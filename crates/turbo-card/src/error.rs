//! Card error types.

use thiserror::Error;

/// Errors returned from the card's programmatic API.
///
/// User interaction never produces these: the selector only offers listed
/// variants and disabled actions are suppressed, not failed.
#[derive(Error, Debug)]
pub enum CardError {
    /// Variant not present in the bound listing.
    #[error("Variant not found: {0}")]
    UnknownVariant(String),

    /// Variant exists but the configured policy refuses it.
    #[error("Variant unavailable: {0}")]
    VariantUnavailable(String),

    /// Listing data violates an invariant.
    #[error("Invalid listing: {0}")]
    InvalidListing(String),

    /// Serialization error.
    #[error("Serialization error: {0}")]
    SerializationError(String),
}

impl From<serde_json::Error> for CardError {
    fn from(e: serde_json::Error) -> Self {
        CardError::SerializationError(e.to_string())
    }
}

/// Reasons the locale-aware price formatter could not produce a label.
///
/// These are recovered inside the card by switching to the fixed fallback
/// label; they never reach the caller of `ProductCard::price_label`.
#[derive(Error, Debug, Clone, PartialEq, Eq)]
pub enum FormatError {
    /// Currency code is malformed or not known to the facility.
    #[error("Unsupported currency code: {0}")]
    UnsupportedCurrency(String),

    /// Locale has no formatting data.
    #[error("Unsupported locale: {0}")]
    UnsupportedLocale(String),

    /// No formatting facility in this runtime.
    #[error("Currency formatting facility unavailable")]
    FacilityUnavailable,

    /// The facility threw while formatting.
    #[error("Formatter rejected input: {0}")]
    Rejected(String),
}
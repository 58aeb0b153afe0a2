//! Product card presentation state for TurboCommerce storefronts.
//!
//! A product card shows one product's image, name, price, stock status and
//! variant selector, plus "Add to Cart" and "Buy Now" controls. This crate
//! holds everything a renderer needs that is not markup:
//!
//! - **Format**: locale-aware price labels with a fixed `$` fallback
//! - **Selection**: initial variant choice and user selection
//! - **Actions**: add-to-cart and navigation payloads, gated on stock
//! - **Card**: a controller tying the above to one listing
//!
//! # Example
//!
//! ```rust
//! use turbo_card::prelude::*;
//!
//! let listing = ProductListing::new("p1", "Tee", 19.5)
//!     .with_stock(true)
//!     .with_variants(vec![
//!         Variant::new("s", "Small").with_disabled(true),
//!         Variant::new("m", "Medium"),
//!     ]);
//!
//! let config = CardConfig::default().with_locale("en-US");
//! let mut card = ProductCard::new(listing, &config)
//!     .with_cart(|intent: AddToCartIntent| println!("added {:?}", intent));
//!
//! assert_eq!(card.price_label(), "$19.50");
//! assert_eq!(card.selected_variant_id(), "m");
//! assert_eq!(card.add_to_cart(), ActionOutcome::Emitted);
//! ```

pub mod error;
pub mod ids;
pub mod currency;

pub mod actions;
pub mod card;
pub mod catalog;
pub mod config;
pub mod format;
pub mod selection;

pub use card::{CardView, ProductCard, Rebind};
pub use catalog::{ProductListing, Variant};
pub use config::CardConfig;
pub use error::{CardError, FormatError};
pub use ids::*;

/// Prelude for convenient imports.
pub mod prelude {
    pub use crate::error::{CardError, FormatError};
    pub use crate::ids::*;

    pub use crate::actions::{
        build_add_to_cart, build_buy_now, ActionOutcome, AddToCartIntent, CartSink,
        NavigationIntent, Navigator,
    };
    pub use crate::card::{CardView, ProductCard, Rebind, VariantOptionView};
    pub use crate::catalog::{ProductListing, Variant};
    pub use crate::config::CardConfig;
    pub use crate::currency::Currency;
    pub use crate::format::{format_price, price_label, Locale, PriceLabel};
    pub use crate::selection::{
        cta_block, initial_variant_id, is_cta_disabled, CtaBlock, DisabledVariantPolicy,
        SelectionState,
    };
}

▸ WHAT IS REQUIRED
Nothing but the lines above from the one containing "the bound listing." through the one containing "stock status and" should appear in the answer, each repeated exactly.

▸ RESULT OF THIS TASK
    /// Variant not present in the bound listing.
    #[error("Variant not found: {0}")]
    UnknownVariant(String),

    /// Variant exists but the configured policy refuses it.
    #[error("Variant unavailable: {0}")]
    VariantUnavailable(String),

    /// Listing data violates an invariant.
    #[error("Invalid listing: {0}")]
    InvalidListing(String),

    /// Serialization error.
    #[error("Serialization error: {0}")]
    SerializationError(String),
}

impl From<serde_json::Error> for CardError {
    fn from(e: serde_json::Error) -> Self {
        CardError::SerializationError(e.to_string())
    }
}

/// Reasons the locale-aware price formatter could not produce a label.
///
/// These are recovered inside the card by switching to the fixed fallback
/// label; they never reach the caller of `ProductCard::price_label`.
#[derive(Error, Debug, Clone, PartialEq, Eq)]
pub enum FormatError {
    /// Currency code is malformed or not known to the facility.
    #[error("Unsupported currency code: {0}")]
    UnsupportedCurrency(String),

    /// Locale has no formatting data.
    #[error("Unsupported locale: {0}")]
    UnsupportedLocale(String),

    /// No formatting facility in this runtime.
    #[error("Currency formatting facility unavailable")]
    FacilityUnavailable,

    /// The facility threw while formatting.
    #[error("Formatter rejected input: {0}")]
    Rejected(String),
}
repository 58aeb0b153afe0a2
//! Product card presentation state for TurboCommerce storefronts.
//!
//! A product card shows one product's image, name, price, stock status and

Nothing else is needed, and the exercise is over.